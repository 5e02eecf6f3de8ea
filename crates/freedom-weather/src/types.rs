use serde::{Deserialize, Serialize};


pub const DEFAULT_LOCATION_NAME: &str = "Unknown";
pub const DEFAULT_TEMP_C: f64 = 20.0;
pub const DEFAULT_TEMP_F: f64 = 68.0;
pub const DEFAULT_MIN_TEMP: f64 = 15.0;
pub const DEFAULT_MAX_TEMP: f64 = 25.0;
pub const DEFAULT_ICON_CODE: &str = "01d";
pub const DEFAULT_CONDITION_TEXT: &str = "Unknown";

/// What triggered a refresh. Used for logging and for the tile's own
/// staleness requests; the refresh policy itself only looks at the cache.
#[derive(Debug, Clone, Copy, PartialEq, Eq, Serialize, Deserialize)]
#[serde(rename_all = "snake_case")]
pub enum RefreshTrigger {
    AppForeground,
    PeriodicTimer,
    ManualUserRequest,
    WidgetStalenessDetected,
}

impl RefreshTrigger {
    pub fn as_str(&self) -> &'static str {
        match self {
            Self::AppForeground => "app_foreground",
            Self::PeriodicTimer => "periodic_timer",
            Self::ManualUserRequest => "manual_user_request",
            Self::WidgetStalenessDetected => "widget_staleness_detected",
        }
    }
}

impl std::fmt::Display for RefreshTrigger {
    fn fmt(&self, f: &mut std::fmt::Formatter<'_>) -> std::fmt::Result {
        f.write_str(self.as_str())
    }
}

/// Geographic coordinates in decimal degrees.
#[derive(Debug, Clone, Copy, PartialEq, Serialize, Deserialize)]
pub struct Coordinates {
    pub latitude: f64,
    pub longitude: f64,
}

impl Coordinates {
    pub fn new(latitude: f64, longitude: f64) -> Self {
        Self {
            latitude,
            longitude,
        }
    }

    /// (0,0) marks "no location ever resolved".
    pub fn is_sentinel(&self) -> bool {
        self.latitude == 0.0 && self.longitude == 0.0
    }
}

/// A location as returned by the resolver: coordinates plus a place name
/// (either reverse-geocoded or a formatted coordinate string).
#[derive(Debug, Clone, PartialEq, Serialize, Deserialize)]
pub struct ResolvedLocation {
    pub coordinates: Coordinates,
    pub place_name: String,
}

/// Current conditions as reported by the weather provider, in Celsius.
#[derive(Debug, Clone, PartialEq, Serialize, Deserialize)]
pub struct CurrentConditions {
    pub temperature_celsius: f64,
    pub min_temperature: f64,
    pub max_temperature: f64,
    pub icon_code: String,
    pub condition_text: String,
}

/// The persisted snapshot of what we last knew.
///
/// Timestamps are epoch milliseconds; 0 means "never".
#[derive(Debug, Clone, PartialEq, Serialize, Deserialize)]
pub struct CachedReading {
    pub location_name: String,
    pub latitude: f64,
    pub longitude: f64,
    pub temperature_celsius: f64,
    pub temperature_fahrenheit: f64,
    pub min_temperature: f64,
    pub max_temperature: f64,
    pub condition_icon_code: String,
    pub condition_text: String,
    pub last_updated: i64,
    pub last_updated_location: i64,
}

impl Default for CachedReading {
    fn default() -> Self {
        Self {
            location_name: DEFAULT_LOCATION_NAME.to_string(),
            latitude: 0.0,
            longitude: 0.0,
            temperature_celsius: DEFAULT_TEMP_C,
            temperature_fahrenheit: DEFAULT_TEMP_F,
            min_temperature: DEFAULT_MIN_TEMP,
            max_temperature: DEFAULT_MAX_TEMP,
            condition_icon_code: DEFAULT_ICON_CODE.to_string(),
            condition_text: DEFAULT_CONDITION_TEXT.to_string(),
            last_updated: 0,
            last_updated_location: 0,
        }
    }
}

impl CachedReading {
    pub fn coordinates(&self) -> Coordinates {
        Coordinates::new(self.latitude, self.longitude)
    }

    pub fn has_resolved_location(&self) -> bool {
        !self.coordinates().is_sentinel()
    }
}

/// Location service errors
#[derive(Debug, Clone, PartialEq, Eq, thiserror::Error)]
pub enum LocationError {
    #[error("Location permission denied")]
    PermissionDenied,
    #[error("Location unavailable")]
    Unavailable,
    #[error("Location service error: {0}")]
    ServiceError(String),
}

impl LocationError {
    /// Short string shown in place of the place name.
    pub fn user_message(&self) -> &'static str {
        match self {
            Self::PermissionDenied => "Location permission denied",
            Self::Unavailable => "Location unavailable",
            Self::ServiceError(_) => "Location service error",
        }
    }
}

/// Weather provider errors
#[derive(Debug, thiserror::Error)]
pub enum WeatherError {
    #[error("Network error: {0}")]
    Network(#[from] reqwest::Error),
    #[error("Malformed response: {0}")]
    MalformedResponse(String),
}

impl WeatherError {
    pub fn user_message(&self) -> &'static str {
        match self {
            Self::Network(_) => "Weather service unreachable",
            Self::MalformedResponse(_) => "Weather service returned bad data",
        }
    }
}

/// Preference storage errors. Not expected in normal operation.
#[derive(Debug, thiserror::Error)]
pub enum CacheError {
    #[error("Storage error: {0}")]
    Storage(#[from] rusqlite::Error),
    #[error("Type mismatch for key {key}: expected {expected}")]
    TypeMismatch {
        key: &'static str,
        expected: &'static str,
    },
}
━━━━
■ PROBLEM TO SOLVE
Each line of the material must be restated exactly.

■ PROBLEM SOLUTION
repository 5e02eecf6f3de8ea
filename crates/freedom-weather/src/types.rs
use serde::{Deserialize, Serialize};


pub const DEFAULT_LOCATION_NAME: &str = "Unknown";
pub const DEFAULT_TEMP_C: f64 = 20.0;
pub const DEFAULT_TEMP_F: f64 = 68.0;
pub const DEFAULT_MIN_TEMP: f64 = 15.0;
pub const DEFAULT_MAX_TEMP: f64 = 25.0;
pub const DEFAULT_ICON_CODE: &str = "01d";
pub const DEFAULT_CONDITION_TEXT: &str = "Unknown";

/// What triggered a refresh. Used for logging and for the tile's own
/// staleness requests; the refresh policy itself only looks at the cache.
#[derive(Debug, Clone, Copy, PartialEq, Eq, Serialize, Deserialize)]
#[serde(rename_all = "snake_case")]
pub enum RefreshTrigger {
    AppForeground,
    PeriodicTimer,
    ManualUserRequest,
    WidgetStalenessDetected,
}

impl RefreshTrigger {
    pub fn as_str(&self) -> &'static str {
        match self {
            Self::AppForeground => "app_foreground",
            Self::PeriodicTimer => "periodic_timer",
            Self::ManualUserRequest => "manual_user_request",
            Self::WidgetStalenessDetected => "widget_staleness_detected",
        }
    }
}

impl std::fmt::Display for RefreshTrigger {
    fn fmt(&self, f: &mut std::fmt::Formatter<'_>) -> std::fmt::Result {
        f.write_str(self.as_str())
    }
}

/// Geographic coordinates in decimal degrees.
#[derive(Debug, Clone, Copy, PartialEq, Serialize, Deserialize)]
pub struct Coordinates {
    pub latitude: f64,
    pub longitude: f64,
}

impl Coordinates {
    pub fn new(latitude: f64, longitude: f64) -> Self {
        Self {
            latitude,
            longitude,
        }
    }

    /// (0,0) marks "no location ever resolved".
    pub fn is_sentinel(&self) -> bool {
        self.latitude == 0.0 && self.longitude == 0.0
    }
}

/// A location as returned by the resolver: coordinates plus a place name
/// (either reverse-geocoded or a formatted coordinate string).
#[derive(Debug, Clone, PartialEq, Serialize, Deserialize)]
pub struct ResolvedLocation {
    pub coordinates: Coordinates,
    pub place_name: String,
}

/// Current conditions as reported by the weather provider, in Celsius.
#[derive(Debug, Clone, PartialEq, Serialize, Deserialize)]
pub struct CurrentConditions {
    pub temperature_celsius: f64,
    pub min_temperature: f64,
    pub max_temperature: f64,
    pub icon_code: String,
    pub condition_text: String,
}

/// The persisted snapshot of what we last knew.
///
/// Timestamps are epoch milliseconds; 0 means "never".
#[derive(Debug, Clone, PartialEq, Serialize, Deserialize)]
pub struct CachedReading {
    pub location_name: String,
    pub latitude: f64,
    pub longitude: f64,
    pub temperature_celsius: f64,
    pub temperature_fahrenheit: f64,
    pub min_temperature: f64,
    pub max_temperature: f64,
    pub condition_icon_code: String,
    pub condition_text: String,
    pub last_updated: i64,
    pub last_updated_location: i64,
}

impl Default for CachedReading {
    fn default() -> Self {
        Self {
            location_name: DEFAULT_LOCATION_NAME.to_string(),
            latitude: 0.0,
            longitude: 0.0,
            temperature_celsius: DEFAULT_TEMP_C,
            temperature_fahrenheit: DEFAULT_TEMP_F,
            min_temperature: DEFAULT_MIN_TEMP,
            max_temperature: DEFAULT_MAX_TEMP,
            condition_icon_code: DEFAULT_ICON_CODE.to_string(),
            condition_text: DEFAULT_CONDITION_TEXT.to_string(),
            last_updated: 0,
            last_updated_location: 0,
        }
    }
}

impl CachedReading {
    pub fn coordinates(&self) -> Coordinates {
        Coordinates::new(self.latitude, self.longitude)
    }

    pub fn has_resolved_location(&self) -> bool {
        !self.coordinates().is_sentinel()
    }
}

/// Location service errors
#[derive(Debug, Clone, PartialEq, Eq, thiserror::Error)]
pub enum LocationError {
    #[error("Location permission denied")]
    PermissionDenied,
    #[error("Location unavailable")]
    Unavailable,
    #[error("Location service error: {0}")]
    ServiceError(String),
}

impl LocationError {
    /// Short string shown in place of the place name.
    pub fn user_message(&self) -> &'static str {
        match self {
            Self::PermissionDenied => "Location permission denied",
            Self::Unavailable => "Location unavailable",
            Self::ServiceError(_) => "Location service error",
        }
    }
}

/// Weather provider errors
#[derive(Debug, thiserror::Error)]
pub enum WeatherError {
    #[error("Network error: {0}")]
    Network(#[from] reqwest::Error),
    #[error("Malformed response: {0}")]
    MalformedResponse(String),
}

impl WeatherError {
    pub fn user_message(&self) -> &'static str {
        match self {
            Self::Network(_) => "Weather service unreachable",
            Self::MalformedResponse(_) => "Weather service returned bad data",
        }
    }
}

/// Preference storage errors. Not expected in normal operation.
#[derive(Debug, thiserror::Error)]
pub enum CacheError {
    #[error("Storage error: {0}")]
    Storage(#[from] rusqlite::Error),
    #[error("Type mismatch for key {key}: expected {expected}")]
    TypeMismatch {
        key: &'static str,
        expected: &'static str,
    },
}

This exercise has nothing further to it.